19 июля (7 июля) 1812. Александр I покинул армию

«Отъезд государя произвел на войска неприятное впечатление. Появляясь каждый день веселым и сохранявшим спокойную наружность, не только не было мысли об опасности, но никому не представлялись обстоятельства худыми, и каждый оживлялся его присутствием», — описывал генерал Ермолов ощущения простых солдат от отъезда императора. Высокопоставленные военачальники и сановники, наоборот, полагали отъезд Александра из армии за высшее благо. Когда первый славянофил России и государственный секретарь Александр Семенович Шишков узнал, что приказано готовить коляски для выезда императора в Москву, он едва смог этому поверить: «Радость моя была неописанна, теплейшая молитва пролилась из уст моих к подателю всех благ, творцу небесному».

Не секрет, что Александр был бездарным полководцем. Наполеон во время тильзитской встречи сказал русскому царю знаменитое: «Военное дело — не Ваше ремесло», — и в первые дни Отечественной войны тот полностью подтвердил высказывание Бонапарта. Решение о соединении двух русских армий Александр принял уже после начала войны, — и это чуть не привело к гибели армии Багратиона; именно царь по рекомендации Фуля настаивал на отходе русских войск в мышеловку Дрисского лагеря, где неминуемый разгром ожидал армию Барклая-де-Толли; к тому же половинчатость решений Александра вносила разлад и сумятицу.

Он так и не назначил главнокомандующего, а значит, не выбрал стратегию войны — оборонительную, за которую выступал военный министр и командующий 1-й армией Барклай, или наступательную, необходимость которой постоянно проповедовал командующий 2-й армией Багратион. Эта нерешительность царя очень сильно «подогрела» ссору между двумя полководцами. Министр Барклай-де-Толли обвинял Багратиона в неисполнении приказов, а Багратион взваливал на плечи Барклая всю вину за отступление русских армий.

В этих условиях Александр Шишков затеял своего рода интригу, дабы удалить императора от армии. Автор «Рассуждения о старом и новом слоге российского языка» заручился поддержкой министра полиции Балашова, генерала Аракчеева и составил многостраничное витиеватое письмо, в котором убеждал Александра побыстрее уехать из армии.

В такое великое время царь должен находиться в центре Отечества, ведь «самая внутренность Государства, лишенная присутствия Государя своего и не видя никаких оборонительных в ней приготовлений, сочтет себя как бы оставленною и впадет в уныние и расстройство», — приводил один из своих лукавых доводов Шишков.

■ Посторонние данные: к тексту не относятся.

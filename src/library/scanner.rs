//! Directory scanner that feeds the catalog.
//!
//! Walks a root directory recursively and catalogs every supported file
//! (pdf, epub, fb2) it has not seen before. Two policies differ from the
//! reader adapters on purpose:
//!
//! - **abort-on-error**: any walk error (permission denied, broken symlink,
//!   symlink loop) stops the scan and is returned. Files walked before the
//!   error stay cataloged.
//! - **skip-if-known**: a cataloged path is not extracted again unless its
//!   modification time changed (and stale refresh is enabled).
//!
//! An `.ignore` file directly inside the root lists child directory names
//! (one per line) whose subtrees are pruned.
//!
//! The root is canonicalized before walking, so every catalog key is an
//! absolute path without `.`/`..` segments. Files whose path is not valid
//! UTF-8 are skipped with a warning: the catalog keys paths by text.

use std::collections::HashSet;
use std::io;
use std::path::{Path, PathBuf};
use std::time::UNIX_EPOCH;

use thiserror::Error;
use walkdir::{DirEntry, WalkDir};

use super::catalog::{CatalogStore, StoreError};
use super::metadata::{title_from_filename, BookMetadata, MetadataExtractor};
use crate::domain::{BookFormat, CatalogEntry};

/// Name of the ignore-list file inside a scan root
pub const IGNORE_FILE: &str = ".ignore";

/// Errors that abort a scan
#[derive(Debug, Error)]
pub enum ScanError {
    #[error("Failed to resolve scan root {path}: {source}")]
    Root {
        path: PathBuf,
        #[source]
        source: io::Error,
    },

    #[error("Failed to read ignore file {path}: {source}")]
    IgnoreFile {
        path: PathBuf,
        #[source]
        source: io::Error,
    },

    #[error("Walk error: {0}")]
    Walk(#[from] walkdir::Error),

    #[error(transparent)]
    Store(#[from] StoreError),
}

/// Scan tuning
#[derive(Debug, Clone)]
pub struct ScanOptions {
    /// Files extracted concurrently (1 = strictly sequential)
    pub concurrency: usize,

    /// Re-extract cataloged files whose mtime changed
    pub refresh_stale: bool,
}

impl Default for ScanOptions {
    fn default() -> Self {
        Self {
            concurrency: 1,
            refresh_stale: true,
        }
    }
}

/// Result of a directory scan
#[derive(Debug, Clone, Default, PartialEq, Eq)]
pub struct ScanReport {
    /// New catalog entries
    pub added: usize,

    /// Existing entries re-extracted after an mtime change
    pub refreshed: usize,

    /// Supported files already cataloged and left alone
    pub unchanged: usize,

    /// Subtrees pruned by the ignore list
    pub ignored_dirs: usize,

    /// Supported files skipped because their path is not valid UTF-8
    pub skipped: usize,
}

impl ScanReport {
    pub fn total_books(&self) -> usize {
        self.added + self.refreshed + self.unchanged
    }
}

#[derive(Debug, Clone, Copy, PartialEq, Eq)]
enum JobKind {
    Add,
    Refresh,
}

/// A file waiting for extraction
#[derive(Debug)]
struct Job {
    path: PathBuf,
    format: BookFormat,
    mtime: Option<i64>,
    kind: JobKind,
}

/// Walks a directory tree and writes new books to the catalog
pub struct Scanner<'a> {
    store: &'a CatalogStore,
    extractor: &'a MetadataExtractor,
    options: ScanOptions,
}

impl<'a> Scanner<'a> {
    pub fn new(store: &'a CatalogStore, extractor: &'a MetadataExtractor) -> Self {
        Self {
            store,
            extractor,
            options: ScanOptions::default(),
        }
    }

    pub fn with_options(mut self, options: ScanOptions) -> Self {
        self.options = options;
        self
    }

    /// Scan `root` recursively
    pub async fn scan(&self, root: &Path) -> Result<ScanReport, ScanError> {
        let root = canonical_root(root)?;
        let root = root.as_path();
        let ignored = read_ignore_list(root)?;
        let batch_size = self.options.concurrency.max(1);

        let mut report = ScanReport::default();
        let mut batch: Vec<Job> = Vec::with_capacity(batch_size);
        let mut pruned = 0usize;

        tracing::info!("Scanning {}", root.display());

        let walker = WalkDir::new(root)
            .follow_links(true)
            .into_iter()
            .filter_entry(|entry| {
                let skip = is_ignored(entry, &ignored);
                if skip {
                    tracing::info!("Ignoring directory: {}", entry.path().display());
                    pruned += 1;
                }
                !skip
            });

        for entry in walker {
            let planned = entry
                .map_err(ScanError::from)
                .and_then(|entry| self.plan(&entry, &mut report));

            match planned {
                Ok(Some(job)) => {
                    batch.push(job);
                    if batch.len() >= batch_size {
                        self.flush(&mut batch, &mut report).await?;
                    }
                }
                Ok(None) => {}
                Err(e) => {
                    self.flush(&mut batch, &mut report).await?;
                    tracing::warn!("Scan of {} aborted: {}", root.display(), e);
                    return Err(e);
                }
            }
        }

        self.flush(&mut batch, &mut report).await?;
        report.ignored_dirs = pruned;

        tracing::info!(
            "Scan of {} complete: {} added, {} refreshed, {} unchanged, {} skipped",
            root.display(),
            report.added,
            report.refreshed,
            report.unchanged,
            report.skipped
        );

        Ok(report)
    }

    /// Decide what to do with one walk entry
    fn plan(&self, entry: &DirEntry, report: &mut ScanReport) -> Result<Option<Job>, ScanError> {
        if !entry.file_type().is_file() {
            return Ok(None);
        }

        let Some(format) = BookFormat::from_path(entry.path()) else {
            return Ok(None);
        };

        if entry.path().to_str().is_none() {
            tracing::warn!(
                "Skipping file with non-UTF-8 path: {}",
                entry.path().display()
            );
            report.skipped += 1;
            return Ok(None);
        }

        let path = entry.path().to_path_buf();
        let mtime = modified_secs(entry)?;

        if !self.store.exists(&path)? {
            return Ok(Some(Job {
                path,
                format,
                mtime,
                kind: JobKind::Add,
            }));
        }

        if self.options.refresh_stale && self.is_stale(&path, mtime)? {
            return Ok(Some(Job {
                path,
                format,
                mtime,
                kind: JobKind::Refresh,
            }));
        }

        tracing::debug!("Already cataloged: {}", path.display());
        report.unchanged += 1;
        Ok(None)
    }

    /// A row is stale only when both mtimes are known and differ
    fn is_stale(&self, path: &Path, mtime: Option<i64>) -> Result<bool, ScanError> {
        let stored = self.store.get(path)?.and_then(|entry| entry.mtime);
        Ok(matches!((stored, mtime), (Some(old), Some(new)) if old != new))
    }

    /// Extract every queued file concurrently, then write results in walk order
    async fn flush(&self, batch: &mut Vec<Job>, report: &mut ScanReport) -> Result<(), ScanError> {
        let jobs = std::mem::take(batch);

        let handles: Vec<_> = jobs
            .iter()
            .map(|job| {
                let extractor = self.extractor.clone();
                let path = job.path.clone();
                tokio::spawn(async move { extractor.extract(&path).await })
            })
            .collect();

        for (job, handle) in jobs.into_iter().zip(handles) {
            let metadata = match handle.await {
                Ok(metadata) => metadata,
                Err(e) => {
                    tracing::warn!("Extraction task for {} failed: {}", job.path.display(), e);
                    BookMetadata {
                        title: title_from_filename(&job.path),
                        author: String::new(),
                    }
                }
            };
            self.commit(job, metadata, report)?;
        }

        Ok(())
    }

    fn commit(&self, job: Job, metadata: BookMetadata, report: &mut ScanReport) -> Result<(), ScanError> {
        let author_info = if metadata.author.is_empty() {
            String::new()
        } else {
            format!(" by {}", metadata.author)
        };

        match job.kind {
            JobKind::Add => {
                let mut entry =
                    CatalogEntry::new(job.path, metadata.title, metadata.author, job.format);
                entry.mtime = job.mtime;

                match self.store.insert(&entry) {
                    Ok(()) => {
                        tracing::info!(
                            "Adding book({}): {}{} ({})",
                            entry.path.display(),
                            entry.title,
                            author_info,
                            entry.format
                        );
                        report.added += 1;
                    }
                    Err(StoreError::ConstraintViolation(path)) => {
                        tracing::debug!("Already cataloged, skipping: {}", path.display());
                        report.unchanged += 1;
                    }
                    Err(e) => return Err(e.into()),
                }
            }
            JobKind::Refresh => {
                self.store
                    .update_metadata(&job.path, &metadata.title, &metadata.author, job.mtime)?;
                tracing::info!(
                    "Refreshing book({}): {}{} ({})",
                    job.path.display(),
                    metadata.title,
                    author_info,
                    job.format
                );
                report.refreshed += 1;
            }
        }

        Ok(())
    }
}

/// Read the root's ignore list. A missing file means nothing is ignored.
pub fn read_ignore_list(root: &Path) -> Result<HashSet<String>, ScanError> {
    let path = root.join(IGNORE_FILE);

    let bytes = match std::fs::read(&path) {
        Ok(bytes) => bytes,
        Err(e) if e.kind() == io::ErrorKind::NotFound => return Ok(HashSet::new()),
        Err(e) => return Err(ScanError::IgnoreFile { path, source: e }),
    };

    Ok(String::from_utf8_lossy(&bytes)
        .lines()
        .map(str::trim)
        .filter(|line| !line.is_empty())
        .map(str::to_string)
        .collect())
}

/// Absolute, normalized root. A missing root fails here.
fn canonical_root(root: &Path) -> Result<PathBuf, ScanError> {
    std::fs::canonicalize(root).map_err(|source| ScanError::Root {
        path: root.to_path_buf(),
        source,
    })
}

/// Only immediate children of the root can be ignored
fn is_ignored(entry: &DirEntry, ignored: &HashSet<String>) -> bool {
    entry.depth() == 1
        && entry.file_type().is_dir()
        && entry
            .file_name()
            .to_str()
            .is_some_and(|name| ignored.contains(name))
}

fn modified_secs(entry: &DirEntry) -> Result<Option<i64>, ScanError> {
    let metadata = entry.metadata()?;
    Ok(metadata
        .modified()
        .ok()
        .and_then(|t| t.duration_since(UNIX_EPOCH).ok())
        .map(|d| d.as_secs() as i64))
}

#[cfg(test)]
mod tests {
    use super::*;

    #[test]
    fn test_ignore_list_parsing() {
        let temp = tempfile::TempDir::new().unwrap();
        std::fs::write(
            temp.path().join(IGNORE_FILE),
            b"skipme\n\n   spaced  \n\xff\xfe\nlast",
        )
        .unwrap();

        let ignored = read_ignore_list(temp.path()).unwrap();

        assert!(ignored.contains("skipme"));
        assert!(ignored.contains("spaced"));
        assert!(ignored.contains("last"));
        assert!(!ignored.contains(""));
    }

    #[test]
    fn test_missing_ignore_file_is_empty() {
        let temp = tempfile::TempDir::new().unwrap();
        assert!(read_ignore_list(temp.path()).unwrap().is_empty());
    }

    #[test]
    fn test_report_totals() {
        let report = ScanReport {
            added: 2,
            refreshed: 1,
            unchanged: 4,
            ignored_dirs: 1,
            skipped: 3,
        };
        assert_eq!(report.total_books(), 7);
    }
}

Сестра Александра великая княгиня Екатерина Павловна тоже понимала вред присутствия царя в армии: «Если я хотела выгнать вас из армии, как вы говорите, то вот почему: конечно, я считаю вас таким же способным, как ваши генералы, но вам нужно играть роль не только полководца, но и правителя. Если кто-нибудь из них дурно будет делать свое дело, его ждут наказание и порицание, а если вы сделаете ошибку, все обрушится на вас, будет уничтожена вера в того, кто, являясь единственным распорядителем судеб империи, должен быть опорой...»

Умный Александр внял доводам приближенных и скрепя сердце отправился в Москву. Барклай-де-Толли стал единолично распоряжаться судьбой 1-й Западной армии.